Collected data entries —
········
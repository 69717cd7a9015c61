use yew::prelude::*;

use crate::services::{ChannelItem, ChatSession};

#[derive(Properties, PartialEq)]
pub struct ChannelListProps {
    pub session: ChatSession,
    #[prop_or_default]
    pub active_id: Option<String>,
    pub on_activate: Callback<ChannelItem>,
    pub refresh_tick: u32,
}

/// Lista de canales del usuario actual (el filtro y el orden van en la
/// consulta al SDK, ver chat_service). Cada preview marca el canal activo y
/// pide su activación al hacer click.
#[function_component(ChannelList)]
pub fn channel_list(props: &ChannelListProps) -> Html {
    let channels = use_state(Vec::<ChannelItem>::new);

    {
        let channels = channels.clone();
        use_effect_with(
            (props.session.clone(), props.refresh_tick),
            move |(session, _tick)| {
                let session = session.clone();
                wasm_bindgen_futures::spawn_local(async move {
                    match session.query_channels().await {
                        Ok(list) => channels.set(list),
                        Err(e) => log::error!("❌ Error consultando canales: {}", e),
                    }
                });
                || ()
            },
        );
    }

    html! {
        <div class="channel-list">
            {
                channels.iter().map(|channel| {
                    let is_active = channel.id.is_some() && channel.id == props.active_id;
                    let class = if is_active { "channel-preview active" } else { "channel-preview" };
                    let onclick = {
                        let on_activate = props.on_activate.clone();
                        let channel = channel.clone();
                        Callback::from(move |_: MouseEvent| on_activate.emit(channel.clone()))
                    };
                    html! {
                        <div class={class} {onclick}>
                            { channel.display_name() }
                        </div>
                    }
                }).collect::<Html>()
            }
        </div>
    }
}
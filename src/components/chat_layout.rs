use wasm_bindgen::closure::Closure;
use wasm_bindgen::JsValue;
use yew::prelude::*;

use crate::components::{ChannelHeader, ChannelList, MessageInput, MessageList, PresenceList};
use crate::hooks::use_viewport;
use crate::services::{ChannelItem, ChatSession};

#[derive(Properties, PartialEq)]
pub struct ChatLayoutProps {
    pub session: ChatSession,
    pub on_logout: Callback<()>,
}

/// Shell de la vista autenticada: sidebar responsivo (canales, presencia,
/// logout) + panel principal (título, hilo de mensajes, input). El SDK es el
/// dueño del estado del chat; aquí solo se compone y se re-lee cuando el
/// cliente emite eventos.
#[function_component(ChatLayout)]
pub fn chat_layout(props: &ChatLayoutProps) -> Html {
    let broken = use_viewport();
    let toggled = use_state(|| false);
    let active = use_state(|| None::<ChannelItem>);

    // Tick de refresco: cualquier evento del cliente (message.new,
    // user.presence.changed, ...) fuerza una re-lectura del estado del SDK.
    let refresh_tick = use_state(|| 0u32);
    let tick_counter = use_mut_ref(|| 0u32);

    let bump_tick = {
        let refresh_tick = refresh_tick.clone();
        let tick_counter = tick_counter.clone();
        Callback::from(move |_: ()| {
            let next = *tick_counter.borrow() + 1;
            *tick_counter.borrow_mut() = next;
            refresh_tick.set(next);
        })
    };

    // Un único handler de eventos por sesión; se cancela al desmontar
    // (logout) para no dejar closures vivos apuntando a estado muerto
    {
        let bump_tick = bump_tick.clone();
        use_effect_with(props.session.clone(), move |session| {
            let closure = Closure::wrap(Box::new(move |_event: JsValue| {
                bump_tick.emit(());
            }) as Box<dyn FnMut(JsValue)>);

            let subscription = session.on_event(&closure);

            move || {
                subscription.cancel();
                drop(closure);
            }
        });
    }

    let on_activate = {
        let active = active.clone();
        let toggled = toggled.clone();
        let bump_tick = bump_tick.clone();
        Callback::from(move |channel: ChannelItem| {
            log::info!("📺 Canal activado: {}", channel.display_name());
            active.set(Some(channel.clone()));
            // En móvil, elegir canal cierra el sidebar
            toggled.set(false);

            let bump_tick = bump_tick.clone();
            wasm_bindgen_futures::spawn_local(async move {
                if let Err(e) = channel.watch().await {
                    log::warn!("⚠️ Error observando el canal: {}", e);
                }
                bump_tick.emit(());
            });
        })
    };

    let toggle_sidebar = {
        let toggled = toggled.clone();
        Callback::from(move |_: MouseEvent| toggled.set(!*toggled))
    };

    let close_sidebar = {
        let toggled = toggled.clone();
        Callback::from(move |_: MouseEvent| toggled.set(false))
    };

    let logout_click = {
        let on_logout = props.on_logout.clone();
        Callback::from(move |_: MouseEvent| on_logout.emit(()))
    };

    let title = active
        .as_ref()
        .map(|channel| channel.display_name())
        .unwrap_or_else(|| "Select a Channel".to_string());

    let active_id = active.as_ref().and_then(|channel| channel.id.clone());

    let sidebar_class = classes!(
        "sidebar",
        broken.then_some("sidebar-overlay"),
        (*toggled).then_some("toggled"),
    );

    html! {
        <div class="chat-shell">
            {
                // Hamburguesa solo en móvil
                if broken {
                    html! {
                        <button
                            class="btn-sidebar-toggle"
                            aria-label="Toggle sidebar"
                            onclick={toggle_sidebar}
                        >
                            {"☰"}
                        </button>
                    }
                } else {
                    html! {}
                }
            }
            {
                if broken && *toggled {
                    html! { <div class="sidebar-backdrop" onclick={close_sidebar}></div> }
                } else {
                    html! {}
                }
            }
            <aside class={sidebar_class}>
                <div class="sidebar-section-label">{"Channels"}</div>
                <ChannelList
                    session={props.session.clone()}
                    active_id={active_id}
                    on_activate={on_activate}
                    refresh_tick={*refresh_tick}
                />
                <div class="sidebar-section-label online-users">{"Online Users"}</div>
                <PresenceList channel={(*active).clone()} refresh_tick={*refresh_tick} />
                <button class="btn-logout" onclick={logout_click}>{"Log Out"}</button>
            </aside>
            <main class="chat-main">
                <ChannelHeader title={title} />
                <MessageList channel={(*active).clone()} refresh_tick={*refresh_tick} />
                <MessageInput channel={(*active).clone()} />
            </main>
        </div>
    }
}
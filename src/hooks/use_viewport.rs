use wasm_bindgen::closure::Closure;
use wasm_bindgen::JsCast;
use yew::prelude::*;

/// Por debajo de este ancho el sidebar pasa a modo overlay (móvil).
pub const SIDEBAR_BREAKPOINT_PX: f64 = 768.0;

/// Modo de vista derivado del breakpoint del viewport: `true` = móvil
/// ("broken"), el sidebar se superpone y se abre con el botón hamburguesa.
#[hook]
pub fn use_viewport() -> bool {
    let broken = use_state(viewport_is_broken);

    {
        let broken = broken.clone();
        use_effect_with((), move |_| {
            let closure = Closure::wrap(Box::new(move |_e: web_sys::Event| {
                broken.set(viewport_is_broken());
            }) as Box<dyn FnMut(web_sys::Event)>);

            if let Some(win) = web_sys::window() {
                let _ = win
                    .add_event_listener_with_callback("resize", closure.as_ref().unchecked_ref());
            }

            // El closure vive dentro del destructor del efecto: al desmontar
            // la vista, el listener se quita y el closure se libera
            move || {
                if let Some(win) = web_sys::window() {
                    let _ = win.remove_event_listener_with_callback(
                        "resize",
                        closure.as_ref().unchecked_ref(),
                    );
                }
            }
        });
    }

    *broken
}

fn viewport_is_broken() -> bool {
    web_sys::window()
        .and_then(|w| w.inner_width().ok())
        .and_then(|v| v.as_f64())
        .map(|width| width < SIDEBAR_BREAKPOINT_PX)
        .unwrap_or(false)
}
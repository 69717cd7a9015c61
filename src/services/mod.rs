pub mod auth_service;
pub mod chat_service;

pub use auth_service::*;
pub use chat_service::*;
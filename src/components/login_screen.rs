use web_sys::HtmlInputElement;
use yew::prelude::*;

#[derive(Properties, PartialEq)]
pub struct LoginScreenProps {
    pub on_verify: Callback<String>,
    pub loading: bool,
    #[prop_or_default]
    pub error: Option<String>,
    #[prop_or_default]
    pub welcome_name: Option<String>,
}

/// Puerta de sesión: un PIN, un botón. El PIN vive solo en el input local;
/// al desmontarse (login exitoso / logout) desaparece con el componente.
#[function_component(LoginScreen)]
pub fn login_screen(props: &LoginScreenProps) -> Html {
    let pin_ref = use_node_ref();

    let on_submit = {
        let pin_ref = pin_ref.clone();
        let on_verify = props.on_verify.clone();
        let loading = props.loading;

        Callback::from(move |e: SubmitEvent| {
            e.prevent_default();

            // Sin cancelación de requests: la única protección contra el
            // overlap es ignorar submits mientras hay uno en vuelo.
            if loading {
                return;
            }

            if let Some(input) = pin_ref.cast::<HtmlInputElement>() {
                on_verify.emit(input.value());
            }
        })
    };

    html! {
        <div class="login-screen">
            <div class="login-container">
                <h2>{"Enter PIN"}</h2>
                <form class="login-form" onsubmit={on_submit}>
                    <input
                        type="password"
                        class="pin-input"
                        placeholder="Enter your PIN"
                        ref={pin_ref}
                    />
                    <button type="submit" class="btn-verify" disabled={props.loading}>
                        { if props.loading { "Verifying..." } else { "Verify" } }
                    </button>
                </form>
                {
                    if let Some(error) = &props.error {
                        html! { <div class="login-error">{error.clone()}</div> }
                    } else {
                        html! {}
                    }
                }
                {
                    if let Some(name) = &props.welcome_name {
                        html! { <div class="login-welcome">{format!("Welcome, {}!", name)}</div> }
                    } else {
                        html! {}
                    }
                }
            </div>
        </div>
    }
}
········
REQUIRED WORK —
The first line of the records begins the span, and the line containing "let is_active = channel.id.is_some()" ends it. Reproduce that span exactly, both ends included.

ANSWER BOX —
repository 69717cd7a9015c61
use yew::prelude::*;

use crate::services::{ChannelItem, ChatSession};

#[derive(Properties, PartialEq)]
pub struct ChannelListProps {
    pub session: ChatSession,
    #[prop_or_default]
    pub active_id: Option<String>,
    pub on_activate: Callback<ChannelItem>,
    pub refresh_tick: u32,
}

/// Lista de canales del usuario actual (el filtro y el orden van en la
/// consulta al SDK, ver chat_service). Cada preview marca el canal activo y
/// pide su activación al hacer click.
#[function_component(ChannelList)]
pub fn channel_list(props: &ChannelListProps) -> Html {
    let channels = use_state(Vec::<ChannelItem>::new);

    {
        let channels = channels.clone();
        use_effect_with(
            (props.session.clone(), props.refresh_tick),
            move |(session, _tick)| {
                let session = session.clone();
                wasm_bindgen_futures::spawn_local(async move {
                    match session.query_channels().await {
                        Ok(list) => channels.set(list),
                        Err(e) => log::error!("❌ Error consultando canales: {}", e),
                    }
                });
                || ()
            },
        );
    }

    html! {
        <div class="channel-list">
            {
                channels.iter().map(|channel| {
                    let is_active = channel.id.is_some() && channel.id == props.active_id;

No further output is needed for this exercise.